Introduction: Acute subdural hematomas are major causes of morbidity which warrant immediate treatment. If surgical intervention is warranted, craniotomy (CO) and decompressive craniectomy (DC) are employed, largely based on a loosely defined criteria and the neurosurgeon's best judgment. The primacy of one approach over another is a matter of dispute.

Objective: We attempt to further clarify any advantages in the two techniques, and include a propensity score matched (PSM) subgroup analysis to eliminate bias.

Design: This meta-analysis was conducted following the Preferred Reporting Items for Systematic Review and Meta-Analysis (PRISMA) guidelines.

Data sources and methods: A literature review was conducted on PubMed/Medline, Cochrane Central, and Google Scholar from inception to September 2023. 15 studies were extracted, and three outcomes were meta-analyzed: Mortality, Glasgow Outcome Scale (GOS) scores and patients undergoing re-operations/revisions. Odds Ratios (OR) and Mean Difference (MD) were used in dichotomous and continuous variables respectively. PSM data was used wherever possible. A subgroup analysis was conducted with 5 PSM studies and a trial. Heterogeneity was addressed if above 40% and the P-value is significant (≤ .05).

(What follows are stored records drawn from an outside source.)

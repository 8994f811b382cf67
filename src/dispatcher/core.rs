//! Controller resolver core - capability dispatch for the request hot path.

use serde_json::Value;
use std::io;
use std::sync::Arc;
use tracing::debug;

use crate::context::Context;
use crate::response::{JsonResponse, Response, ResponseSink};

/// Controller invoked for GET requests.
pub trait GetController: Send + Sync {
    fn get(&self, ctx: &mut Context) -> anyhow::Result<Box<dyn Response>>;
}

/// Controller invoked for POST requests.
pub trait PostController: Send + Sync {
    fn post(&self, ctx: &mut Context) -> anyhow::Result<Box<dyn Response>>;
}

/// Controller producing raw data (user info, basket contents, ...) instead of
/// a full response. The result is always wrapped as a JSON response and is
/// also reachable through the generic data-get path.
pub trait DataController: Send + Sync {
    fn data(&self, ctx: &mut Context) -> anyhow::Result<Value>;
}

/// Controller that takes direct, exclusive control of the output sink. It is
/// fully responsible for finishing the exchange; response application and
/// session save are skipped for it.
pub trait SinkController: Send + Sync {
    fn serve(&self, ctx: &mut Context, sink: &mut ResponseSink) -> io::Result<()>;
}

/// Generic request -> response callback.
pub type HandlerFn = dyn Fn(&mut Context) -> anyhow::Result<Box<dyn Response>> + Send + Sync;

/// Generic request -> value callback; behaves like [`DataController`].
pub type DataFn = dyn Fn(&mut Context) -> anyhow::Result<Value> + Send + Sync;

/// A registered unit of request-handling logic: a tagged union over the fixed
/// calling shapes. Keeping the shapes explicit (rather than inspecting types
/// at runtime) makes the resolution priority auditable and testable.
#[derive(Clone)]
pub enum Handler {
    /// GET-capable controller.
    Get(Arc<dyn GetController>),
    /// POST-capable controller.
    Post(Arc<dyn PostController>),
    /// Raw request -> response callback.
    Func(Arc<HandlerFn>),
    /// Data-producing controller; results are JSON-wrapped.
    Data(Arc<dyn DataController>),
    /// Raw request -> value callback; results are JSON-wrapped.
    DataFunc(Arc<DataFn>),
    /// Passthrough escape hatch wanting the sink itself.
    Sink(Arc<dyn SinkController>),
}

impl Handler {
    /// Wrap a plain closure as a raw callback handler.
    pub fn func<F>(f: F) -> Self
    where
        F: Fn(&mut Context) -> anyhow::Result<Box<dyn Response>> + Send + Sync + 'static,
    {
        Handler::Func(Arc::new(f))
    }

    /// Wrap a plain closure as a data callback handler.
    pub fn data_func<F>(f: F) -> Self
    where
        F: Fn(&mut Context) -> anyhow::Result<Value> + Send + Sync + 'static,
    {
        Handler::DataFunc(Arc::new(f))
    }

    /// Shape label used in logs.
    pub fn shape(&self) -> &'static str {
        match self {
            Handler::Get(_) => "get",
            Handler::Post(_) => "post",
            Handler::Func(_) => "func",
            Handler::Data(_) => "data",
            Handler::DataFunc(_) => "data_func",
            Handler::Sink(_) => "sink",
        }
    }
}

impl std::fmt::Debug for Handler {
    fn fmt(&self, f: &mut std::fmt::Formatter<'_>) -> std::fmt::Result {
        f.debug_tuple("Handler").field(&self.shape()).finish()
    }
}

/// Outcome of resolving and invoking one handler.
pub enum Dispatch {
    /// The handler produced a response; apply it, then save the session.
    Response(Box<dyn Response>),
    /// A sink controller finished the exchange itself. No response is applied
    /// and the session is not saved.
    Passthrough,
    /// A method-bound capability exists but the incoming method does not match
    /// it. Surfaced as 405 rather than an absent-response apply.
    MethodNotAllowed,
}

impl std::fmt::Debug for Dispatch {
    fn fmt(&self, f: &mut std::fmt::Formatter<'_>) -> std::fmt::Result {
        match self {
            Dispatch::Response(_) => f.write_str("Dispatch::Response"),
            Dispatch::Passthrough => f.write_str("Dispatch::Passthrough"),
            Dispatch::MethodNotAllowed => f.write_str("Dispatch::MethodNotAllowed"),
        }
    }
}

/// Invoke `handler` for the method carried by `ctx`, resolving capabilities in
/// fixed priority order:
///
/// 1. GET request + GET capability
/// 2. POST request + POST capability
/// 3. raw request -> response callback
/// 4. data-producing controller, JSON-wrapped
/// 5. raw request -> value callback, JSON-wrapped
/// 6. passthrough sink controller (takes the sink, skips everything after)
///
/// A method-bound capability hit with the wrong method yields
/// [`Dispatch::MethodNotAllowed`]; handler faults propagate as errors into the
/// recovery envelope.
pub fn dispatch(
    handler: &Handler,
    ctx: &mut Context,
    sink: &mut ResponseSink,
) -> anyhow::Result<Dispatch> {
    debug!(
        shape = handler.shape(),
        method = %ctx.method(),
        route = %ctx.route_name(),
        "Dispatching to handler"
    );

    let outcome = match handler {
        Handler::Get(c) if ctx.method() == http::Method::GET => Dispatch::Response(c.get(ctx)?),
        Handler::Post(c) if ctx.method() == http::Method::POST => Dispatch::Response(c.post(ctx)?),
        Handler::Get(_) | Handler::Post(_) => Dispatch::MethodNotAllowed,
        Handler::Func(f) => Dispatch::Response(f(ctx)?),
        Handler::Data(c) => Dispatch::Response(Box::new(JsonResponse::new(c.data(ctx)?))),
        Handler::DataFunc(f) => Dispatch::Response(Box::new(JsonResponse::new(f(ctx)?))),
        Handler::Sink(c) => {
            c.serve(ctx, sink)?;
            Dispatch::Passthrough
        }
    };
    Ok(outcome)
}
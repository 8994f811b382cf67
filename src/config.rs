//! Application and runtime configuration.
//!
//! `AppConfig` is read once at construction; nothing in the request hot path
//! consults the environment. The debug flag gates the fixture fallback and the
//! verbosity of recovered faults, never the recovery itself.

use std::env;
use std::path::PathBuf;

/// Default cookie name carrying the encoded session payload.
pub const DEFAULT_SESSION_COOKIE: &str = "sid";

/// Default directory consulted for `{name}.mock.json` fixtures in debug mode.
pub const DEFAULT_MOCK_DIR: &str = "frontend/src/mocks";

/// Static configuration for an [`App`](crate::app::App) instance.
#[derive(Debug, Clone)]
pub struct AppConfig {
    /// Application name, used as a field on every access-log line.
    pub name: String,
    /// Fixed path prefix the whole application is served under. Empty for
    /// root. Must start with `/` and not end with `/` otherwise; validated at
    /// construction.
    pub mount_path: String,
    /// Enables the fixture fallback and fault details in 500 bodies.
    pub debug: bool,
    /// Name of the session cookie.
    pub session_cookie: String,
    /// Directory holding `{handler}.mock.json` fixtures (debug only).
    pub mock_dir: PathBuf,
}

impl Default for AppConfig {
    fn default() -> Self {
        Self {
            name: "aileron".to_string(),
            mount_path: String::new(),
            debug: false,
            session_cookie: DEFAULT_SESSION_COOKIE.to_string(),
            mock_dir: PathBuf::from(DEFAULT_MOCK_DIR),
        }
    }
}

impl AppConfig {
    /// Load configuration from `AILERON_*` environment variables, falling back
    /// to the defaults for anything unset.
    pub fn from_env() -> Self {
        let mut cfg = Self::default();
        if let Ok(name) = env::var("AILERON_NAME") {
            cfg.name = name;
        }
        if let Ok(mount) = env::var("AILERON_MOUNT_PATH") {
            cfg.mount_path = mount;
        }
        if let Ok(debug) = env::var("AILERON_DEBUG") {
            cfg.debug = matches!(debug.as_str(), "1" | "true" | "yes");
        }
        if let Ok(cookie) = env::var("AILERON_SESSION_COOKIE") {
            cfg.session_cookie = cookie;
        }
        if let Ok(dir) = env::var("AILERON_MOCK_DIR") {
            cfg.mock_dir = PathBuf::from(dir);
        }
        cfg
    }
}

/// Coroutine runtime configuration.
#[derive(Debug, Clone, Copy)]
pub struct RuntimeConfig {
    /// Stack size for request coroutines in bytes (default: 16 KB / 0x4000).
    pub stack_size: usize,
}

impl RuntimeConfig {
    /// Load configuration from `AILERON_STACK_SIZE` (decimal or `0x` hex).
    pub fn from_env() -> Self {
        let stack_size = match env::var("AILERON_STACK_SIZE") {
            Ok(val) => {
                if let Some(hex) = val.strip_prefix("0x") {
                    usize::from_str_radix(hex, 16).unwrap_or(0x4000)
                } else {
                    val.parse().unwrap_or(0x4000)
                }
            }
            Err(_) => 0x4000,
        };
        RuntimeConfig { stack_size }
    }
}

#[cfg(test)]
mod tests {
    use super::*;

    #[test]
    fn test_defaults() {
        let cfg = AppConfig::default();
        assert_eq!(cfg.session_cookie, "sid");
        assert!(!cfg.debug);
        assert!(cfg.mount_path.is_empty());
    }
}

Results: A total of 15 studies were meta-analyzed with a total of 2327 and 2171 patients undergoing CO and DC respectively. Patients undergoing DC had a significantly worse GOS 5 outcome (OR: .63 [95% CI: .45-.87]; P = .005; I2 = 0%) and higher mortality (OR: 1.58 [95% CI: 1.20-2.08]; P = .001; I2 = 67%). In subgroup analysis of adjusted studies, DC still had significantly higher mortality. (OR: 1.50 [95% CI: 1.03-2.18]; P = .001; I2 = 83%).

Conclusions: This meta-analysis determines that CO is more viable than DC as a surgical option due to its less invasive nature. DC can be employed, albeit under strict preprocedural patient selection and for highly specific indications.

Keywords: Craniotomy; craniectomy; decompression; subdural hematoma; traumatic brain injury.